**WHAT IS REQUIRED:**
Copy exactly the lines of the records below, and only those lines, beginning with the line that contains "the embedded tree." and ending with the line that contains "reference has none.".

** STUDY MATERIAL follows **

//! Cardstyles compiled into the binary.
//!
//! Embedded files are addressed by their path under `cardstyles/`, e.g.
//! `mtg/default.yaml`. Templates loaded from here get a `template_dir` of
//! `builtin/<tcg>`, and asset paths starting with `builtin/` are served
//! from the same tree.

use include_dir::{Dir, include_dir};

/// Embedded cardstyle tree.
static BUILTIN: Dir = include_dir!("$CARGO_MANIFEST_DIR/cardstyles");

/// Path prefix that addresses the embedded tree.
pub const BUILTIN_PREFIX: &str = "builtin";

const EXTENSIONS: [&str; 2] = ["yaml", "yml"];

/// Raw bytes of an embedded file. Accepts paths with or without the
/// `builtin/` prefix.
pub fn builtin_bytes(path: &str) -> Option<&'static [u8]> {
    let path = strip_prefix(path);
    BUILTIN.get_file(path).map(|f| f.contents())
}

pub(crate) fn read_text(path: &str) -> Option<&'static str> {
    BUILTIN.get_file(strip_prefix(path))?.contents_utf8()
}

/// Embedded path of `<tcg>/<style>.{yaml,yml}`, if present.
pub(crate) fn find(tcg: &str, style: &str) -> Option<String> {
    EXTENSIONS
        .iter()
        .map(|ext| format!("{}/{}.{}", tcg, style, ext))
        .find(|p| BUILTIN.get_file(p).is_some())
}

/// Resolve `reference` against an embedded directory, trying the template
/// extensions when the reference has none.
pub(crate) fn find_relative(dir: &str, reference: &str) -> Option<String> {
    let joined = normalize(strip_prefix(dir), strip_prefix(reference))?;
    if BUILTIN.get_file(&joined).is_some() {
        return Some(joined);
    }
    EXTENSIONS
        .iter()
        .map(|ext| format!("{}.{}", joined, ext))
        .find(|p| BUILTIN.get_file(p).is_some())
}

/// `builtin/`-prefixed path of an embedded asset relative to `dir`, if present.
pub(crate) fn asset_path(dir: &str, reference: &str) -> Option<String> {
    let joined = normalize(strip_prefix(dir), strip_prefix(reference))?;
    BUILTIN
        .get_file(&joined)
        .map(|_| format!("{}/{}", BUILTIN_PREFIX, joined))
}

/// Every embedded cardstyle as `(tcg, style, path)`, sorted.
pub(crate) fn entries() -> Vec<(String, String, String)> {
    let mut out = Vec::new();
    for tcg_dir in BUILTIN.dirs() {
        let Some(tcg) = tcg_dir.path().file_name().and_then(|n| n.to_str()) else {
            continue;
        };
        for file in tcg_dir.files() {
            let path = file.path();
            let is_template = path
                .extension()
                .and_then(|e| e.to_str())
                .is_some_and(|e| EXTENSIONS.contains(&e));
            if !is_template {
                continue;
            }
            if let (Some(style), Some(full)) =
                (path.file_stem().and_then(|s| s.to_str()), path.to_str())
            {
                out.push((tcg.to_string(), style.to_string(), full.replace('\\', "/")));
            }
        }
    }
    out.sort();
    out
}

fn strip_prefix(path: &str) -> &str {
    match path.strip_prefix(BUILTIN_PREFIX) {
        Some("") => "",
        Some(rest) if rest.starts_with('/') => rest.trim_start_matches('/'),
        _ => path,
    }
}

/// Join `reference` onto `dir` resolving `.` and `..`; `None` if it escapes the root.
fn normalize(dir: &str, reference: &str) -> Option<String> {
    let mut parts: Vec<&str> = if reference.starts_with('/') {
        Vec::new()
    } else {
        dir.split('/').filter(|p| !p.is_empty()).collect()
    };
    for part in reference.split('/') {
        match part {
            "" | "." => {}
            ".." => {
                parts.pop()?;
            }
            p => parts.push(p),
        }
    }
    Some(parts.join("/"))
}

** End of STUDY MATERIAL **

**WRITTEN REPLY:**
/// Path prefix that addresses the embedded tree.
pub const BUILTIN_PREFIX: &str = "builtin";

const EXTENSIONS: [&str; 2] = ["yaml", "yml"];

/// Raw bytes of an embedded file. Accepts paths with or without the
/// `builtin/` prefix.
pub fn builtin_bytes(path: &str) -> Option<&'static [u8]> {
    let path = strip_prefix(path);
    BUILTIN.get_file(path).map(|f| f.contents())
}

pub(crate) fn read_text(path: &str) -> Option<&'static str> {
    BUILTIN.get_file(strip_prefix(path))?.contents_utf8()
}

/// Embedded path of `<tcg>/<style>.{yaml,yml}`, if present.
pub(crate) fn find(tcg: &str, style: &str) -> Option<String> {
    EXTENSIONS
        .iter()
        .map(|ext| format!("{}/{}.{}", tcg, style, ext))
        .find(|p| BUILTIN.get_file(p).is_some())
}

/// Resolve `reference` against an embedded directory, trying the template
/// extensions when the reference has none.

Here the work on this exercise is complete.